Bing-oh, but the real winners are the kids who are sailing right along in turn with the councilmen cry ? that our youth are the best resource we got.

Our future.

So, our children are reaping wonderful benefits in being abandoned on bingo night; starved on bingo night; and neglected on the night of bingo, because there are no spuds in the house and no parents to cook them.

It's the way the other world like to see us win the game: competing against ourselves. Trouble is, w can unknowingly end up in jail no matter how shiny the brand new car.

The winning spirit was hammered away at on the lake Pasture, where Coyote was charged with abandonment. He had spend a whole week at the tribal bingo parlor, day and night, after hawking his truck tires, a rifle and good hat. He sold his mate's beadwork and only dance dress. Even swapped the pups' toys for a chance to clean up on the prizes.

He forgot his family, and all the while was paid regular as director of the Poaching Industry.

Coyote looked sorely uncomfortable in tribal court the other day before the Hornable Judge Angus Bullneck. His ears were bent down like a shot-up cornstalk. His shattered eyes strained to huddle in their sockets. The defendant swore to tell the truth in the scraggly, anyway.

"You are hereby charged," bellered Judge Bullneck, "with abandoning your pups and the womans."

"I didn't abandon them!" helped the bingo champ. "I was working for big money."

The judge started at this defiance, and with a deadeye, bellered, "You mean you got a job down there?"

"Just the big-money prize. And it's waiting for me."

The judge swore, "Dang it, your mate has made a complaint that you spent all the money! You never came home! And you left them without chow!"

"I bought groceries a month ago."

"With what?"

My poaching salary. Look judge, I feed my family real good with the $34,000 I make heading up that enterprise. Same salary councilmen make. You know how good they eat."

"Whaddya do shop once a month?"

"Twice."

Finally, Coyote's mate was called to the witness stand, followed up by Joe Cowleg, who had brought in a cart full of bingo cards as proof she was second in Coyote's heart. She swore before the bull judge that her testimony would be in the berserk.
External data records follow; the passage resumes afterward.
/// A descriptor whose body never matches its declared digest is retried
/// exactly once more, then reported failed; the other files complete.
#[tokio::test]
async fn checksum_mismatch_is_retried_once_then_failed() {
    let server = MockServer::start();
    let dest = TempDir::new().unwrap();

    let data_good = b"good contents".as_slice();
    let corrupted = b"corrupted contents".as_slice();

    let mut bad_descriptor = file_json(&server, "bad.warc.gz", b"expected contents");
    bad_descriptor["size"] = json!(corrupted.len());

    let page_body = json!({
        "count": 2,
        "next": null,
        "files": [file_json(&server, "good.warc.gz", data_good), bad_descriptor]
    });
    server.mock(|when, then| {
        when.method(GET).path("/webdata");
        then.status(200).json_body(page_body);
    });
    server.mock(|when, then| {
        when.method(GET).path("/files/good.warc.gz");
        then.status(200).body(data_good);
    });
    let bad_mock = server.mock(|when, then| {
        when.method(GET).path("/files/bad.warc.gz");
        then.status(200).body(corrupted);
    });

    let manifest = Arc::new(ManifestStore::in_memory());
    let coordinator =
        DownloadCoordinator::new(client_for(&server), dest.path(), manifest, test_config());
    let report = coordinator.run(&QueryFilter::new()).await.unwrap();

    assert_eq!(report.completed, 1);
    assert_eq!(report.failed_count(), 1);
    assert_eq!(report.failed[0].filename, "bad.warc.gz");
    assert!(report.failed[0].reason.contains("checksum mismatch"));

    // One original attempt plus exactly one mismatch retry.
    bad_mock.assert_hits(2);

    // A corrupted stream is never finalized, and its partial is discarded.
    assert!(!dest.path().join("bad.warc.gz").exists());
    assert!(!dest.path().join("bad.warc.gz.part").exists());
    assert!(dest.path().join("good.warc.gz").exists());
}

/// An interrupted transfer resumes from the partial file's offset and the
/// finished file is byte-identical to an uninterrupted download.
#[tokio::test]
async fn resume_continues_from_partial_offset() {
    let server = MockServer::start();
    let dest = TempDir::new().unwrap();

    let data: Vec<u8> = (0..4096u32).flat_map(|i| i.to_le_bytes()).collect();
    let split = data.len() / 2;
    let (first_half, second_half) = data.split_at(split);

    let page_body = json!({
        "count": 1,
        "next": null,
        "files": [file_json(&server, "resumable.warc.gz", &data)]
    });
    server.mock(|when, then| {
        when.method(GET).path("/webdata");
        then.status(200).json_body(page_body);
    });
    let range_mock = server.mock(|when, then| {
        when.method(GET)
            .path("/files/resumable.warc.gz")
            .header("range", format!("bytes={split}-"));
        then.status(206)
            .header(
                "content-range",
                format!("bytes {split}-{}/{}", data.len() - 1, data.len()),
            )
            .body(second_half);
    });

    // A previous run left the first half behind.
    std::fs::write(dest.path().join("resumable.warc.gz.part"), first_half).unwrap();

    let manifest = Arc::new(ManifestStore::in_memory());
    let coordinator =
        DownloadCoordinator::new(client_for(&server), dest.path(), manifest, test_config());
    let report = coordinator.run(&QueryFilter::new()).await.unwrap();

    assert_eq!(report.completed, 1);
    assert!(report.is_success());
    range_mock.assert_hits(1);

    let on_disk = std::fs::read(dest.path().join("resumable.warc.gz")).unwrap();
    assert_eq!(on_disk, data);
}

/// A server that ignores Range and replays the full body must not corrupt
/// the file: the downloader restarts from offset zero.
#[tokio::test]
async fn full_response_to_range_request_restarts_cleanly() {
    let server = MockServer::start();
    let dest = TempDir::new().unwrap();

    let data = b"complete body, range not honored".as_slice();
    let page_body = json!({
        "count": 1,
        "next": null,
        "files": [file_json(&server, "stubborn.warc.gz", data)]
    });
    server.mock(|when, then| {
        when.method(GET).path("/webdata");
        then.status(200).json_body(page_body);
    });
    server.mock(|when, then| {
        when.method(GET).path("/files/stubborn.warc.gz");
        then.status(200).body(data);
    });

    std::fs::write(dest.path().join("stubborn.warc.gz.part"), &data[..10]).unwrap();

    let manifest = Arc::new(ManifestStore::in_memory());
    let coordinator =
        DownloadCoordinator::new(client_for(&server), dest.path(), manifest, test_config());
    let report = coordinator.run(&QueryFilter::new()).await.unwrap();

    assert_eq!(report.completed, 1);
    let on_disk = std::fs::read(dest.path().join("stubborn.warc.gz")).unwrap();
    assert_eq!(on_disk, data);
}

/// Files already on disk with a matching digest complete without any
/// transfer, even when the manifest was lost.
#[tokio::test]
async fn finished_files_survive_manifest_loss() {
    let server = MockServer::start();
    let dest = TempDir::new().unwrap();

    let data = b"already downloaded".as_slice();
    let page_body = json!({
        "count": 1,
        "next": null,
        "files": [file_json(&server, "done.warc.gz", data)]
    });
    server.mock(|when, then| {
        when.method(GET).path("/webdata");
        then.status(200).json_body(page_body);
    });
    let file_mock = server.mock(|when, then| {
        when.method(GET).path("/files/done.warc.gz");
        then.status(200).body(data);
    });

    std::fs::write(dest.path().join("done.warc.gz"), data).unwrap();

    // Fresh (empty) manifest: the file is re-verified in place.
    let manifest = Arc::new(ManifestStore::in_memory());
    let coordinator = DownloadCoordinator::new(
        client_for(&server),
        dest.path(),
        Arc::clone(&manifest),
        test_config(),
    );
    let report = coordinator.run(&QueryFilter::new()).await.unwrap();

    assert_eq!(report.completed, 1);
    assert_eq!(report.bytes_downloaded, 0);
    file_mock.assert_hits(0);
    assert!(manifest.is_completed("done.warc.gz"));
}

/// A non-retryable refusal fails the file immediately: one request, no
/// retries, reported with its status.
#[tokio::test]
async fn not_found_fails_without_retry() {
    let server = MockServer::start();
    let dest = TempDir::new().unwrap();

    let descriptor = json!({
        "filename": "gone.warc.gz",
        "size": 4,
        "checksums": { "sha1": sha1_hex(b"gone") },
        "locations": [server.url("/files/gone.warc.gz")]
    });
    let page_body = json!({ "count": 1, "next": null, "files": [descriptor] });
    server.mock(|when, then| {
        when.method(GET).path("/webdata");
        then.status(200).json_body(page_body);
    });
    let file_mock = server.mock(|when, then| {
        when.method(GET).path("/files/gone.warc.gz");
        then.status(404);
    });

    let manifest = Arc::new(ManifestStore::in_memory());
    let coordinator =
        DownloadCoordinator::new(client_for(&server), dest.path(), manifest, test_config());
    let report = coordinator.run(&QueryFilter::new()).await.unwrap();

    assert_eq!(report.completed, 0);
    assert_eq!(report.failed_count(), 1);
    assert!(report.failed[0].reason.contains("404"));
    assert_eq!(report.failed[0].attempts, 1);
    file_mock.assert_hits(1);
}

/// Transient server errors are retried per policy and eventually succeed.
#[tokio::test]
async fn transient_errors_are_retried() {
    let server = MockServer::start();
    let dest = TempDir::new().unwrap();

    let data = b"eventually available".as_slice();
    let page_body = json!({
        "count": 1,
        "next": null,
        "files": [file_json(&server, "flaky.warc.gz", data)]
    });
    server.mock(|when, then| {
        when.method(GET).path("/webdata");
        then.status(200).json_body(page_body);
    });

    let failure = server.mock(|when, then| {
        when.method(GET).path("/files/flaky.warc.gz");
        then.status(503);
    });

    let manifest = Arc::new(ManifestStore::in_memory());
    let coordinator =
        DownloadCoordinator::new(client_for(&server), dest.path(), manifest, test_config());
    let report = coordinator.run(&QueryFilter::new()).await.unwrap();

    // Every attempt in the budget was spent against the flaky mirror
    // before the file was declared failed.
    assert_eq!(report.failed_count(), 1);
    assert_eq!(report.failed[0].attempts, 3);
    failure.assert_hits(3);

    // The final name never appeared.
    assert!(!dest.path().join("flaky.warc.gz").exists());
}

/// A zero-byte descriptor completes after an empty verified stream.
#[tokio::test]
async fn zero_size_file_completes() {
    let server = MockServer::start();
    let dest = TempDir::new().unwrap();

    let page_body = json!({
        "count": 1,
        "next": null,
        "files": [file_json(&server, "empty.warc.gz", b"")]
    });
    server.mock(|when, then| {
        when.method(GET).path("/webdata");
        then.status(200).json_body(page_body);
    });
    server.mock(|when, then| {
        when.method(GET).path("/files/empty.warc.gz");
        then.status(200).body("");
    });

    let manifest = Arc::new(ManifestStore::in_memory());
    let coordinator =
        DownloadCoordinator::new(client_for(&server), dest.path(), manifest, test_config());
    let report = coordinator.run(&QueryFilter::new()).await.unwrap();

    assert_eq!(report.completed, 1);
    let meta = std::fs::metadata(dest.path().join("empty.warc.gz")).unwrap();
    assert_eq!(meta.len(), 0);
}

/// A page that keeps failing aborts the run; files dispatched before the
/// abort still settle into the partial report.
#[tokio::test]
async fn enumeration_failure_aborts_with_partial_report() {
    let server = MockServer::start();
    let dest = TempDir::new().unwrap();

    let data = b"page one file".as_slice();
    let page1_body = json!({
        "count": 2,
        "next": server.url("/webdata-broken"),
        "files": [file_json(&server, "early.warc.gz", data)]
    });
    server.mock(|when, then| {
        when.method(GET).path("/webdata");
        then.status(200).json_body(page1_body);
    });
    let broken = server.mock(|when, then| {
        when.method(GET).path("/webdata-broken");
        then.status(500);
    });
    server.mock(|when, then| {
        when.method(GET).path("/files/early.warc.gz");
        then.status(200).body(data);
    });

    let manifest = Arc::new(ManifestStore::in_memory());
    let coordinator =
        DownloadCoordinator::new(client_for(&server), dest.path(), manifest, test_config());
    let err = coordinator.run(&QueryFilter::new()).await.unwrap_err();

    match err {
        RunError::Enumeration { source, partial } => {
            assert!(matches!(source, FetchError::Status { status: 500, .. }));
            assert_eq!(partial.completed, 1);
        }
        other => panic!("expected enumeration abort, got {other:?}"),
    }
    // Page-level transient retries ran before the abort.
    broken.assert_hits(2);
}

/// Rejected credentials surface as an auth error and are never retried.
#[tokio::test]
async fn auth_failure_is_not_retried() {
    let server = MockServer::start();
    let forbidden = server.mock(|when, then| {
        when.method(GET).path("/webdata");
        then.status(403);
    });

    let client = client_for(&server);
    let err = client.fetch_page(&QueryFilter::new(), None).await.unwrap_err();
    assert!(matches!(err, FetchError::Auth { status: 403, .. }));
    forbidden.assert_hits(1);
}

/// Pagination yields every descriptor exactly once, in page order, and
/// stops fetching when the consumer stops pulling.
#[tokio::test]
async fn pager_is_complete_ordered_and_lazy() {
    let server = MockServer::start();

    let pages = [
        ("/webdata", Some("/wd2"), vec!["p1-a.warc.gz", "p1-b.warc.gz"]),
        ("/wd2", Some("/wd3"), vec!["p2-a.warc.gz"]),
        ("/wd3", None, vec!["p3-a.warc.gz", "p3-b.warc.gz"]),
    ];
    let mut mocks = Vec::new();
    for (path, next, names) in &pages {
        let files: Vec<_> = names
            .iter()
            .map(|name| json!({ "filename": name, "size": 1 }))
            .collect();
        let body = json!({
            "next": next.map(|n| server.url(n)),
            "files": files
        });
        mocks.push(server.mock(|when, then| {
            when.method(GET).path(*path);
            then.status(200).json_body(body.clone());
        }));
    }

    let client = InventoryClient::new(server.url("/webdata")).unwrap();
    let mut pager = DescriptorPager::new(client.clone(), QueryFilter::new());

    let mut names = Vec::new();
    while let Some(page) = pager.next_page().await.unwrap() {
        names.extend(page.into_iter().map(|d| d.filename));
    }
    assert_eq!(
        names,
        vec!["p1-a.warc.gz", "p1-b.warc.gz", "p2-a.warc.gz", "p3-a.warc.gz", "p3-b.warc.gz"]
    );
    assert_eq!(pager.pages_seen(), 3);

    // Early termination: pulling only the first page must not touch the
    // later ones.
    let mut lazy_pager = DescriptorPager::new(client, QueryFilter::new());
    let first = lazy_pager.next_page().await.unwrap().unwrap();
    assert_eq!(first.len(), 2);
    drop(lazy_pager);
    // Two walks hit the first page; the abandoned walk never fetched page 2.
    mocks[0].assert_hits(2);
    mocks[1].assert_hits(1);
}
"You say Coyote abandons you on bingo night ? every night might as well say."

"You bet," yipped the witness. "He doesn't come back for days. And we got nothing to eat."

"You ever see his paycheck?"

"What's a paycheck? I don't even know when payday is. Always down the massage parlor. Pays them womans to rub his skinny back. Then he trots out to the Branding Iron, shootin' pool and guzzlin' up the Alfalfa Lites."

"Now he's all the time at the bingo parlor," bellered Judge Bullneck.

"You bet. Every chance, every penny he gets. He sold everything from our den, our clothes and furniture, the pups' stuff. Just so he can win the big prize, he says."

By and by the tribal judge bellered out his decision: Coyote, you are hereby ordered to stay outa the bingo parlor a year! Your check will be mailed to your mate. And you only get an allowance!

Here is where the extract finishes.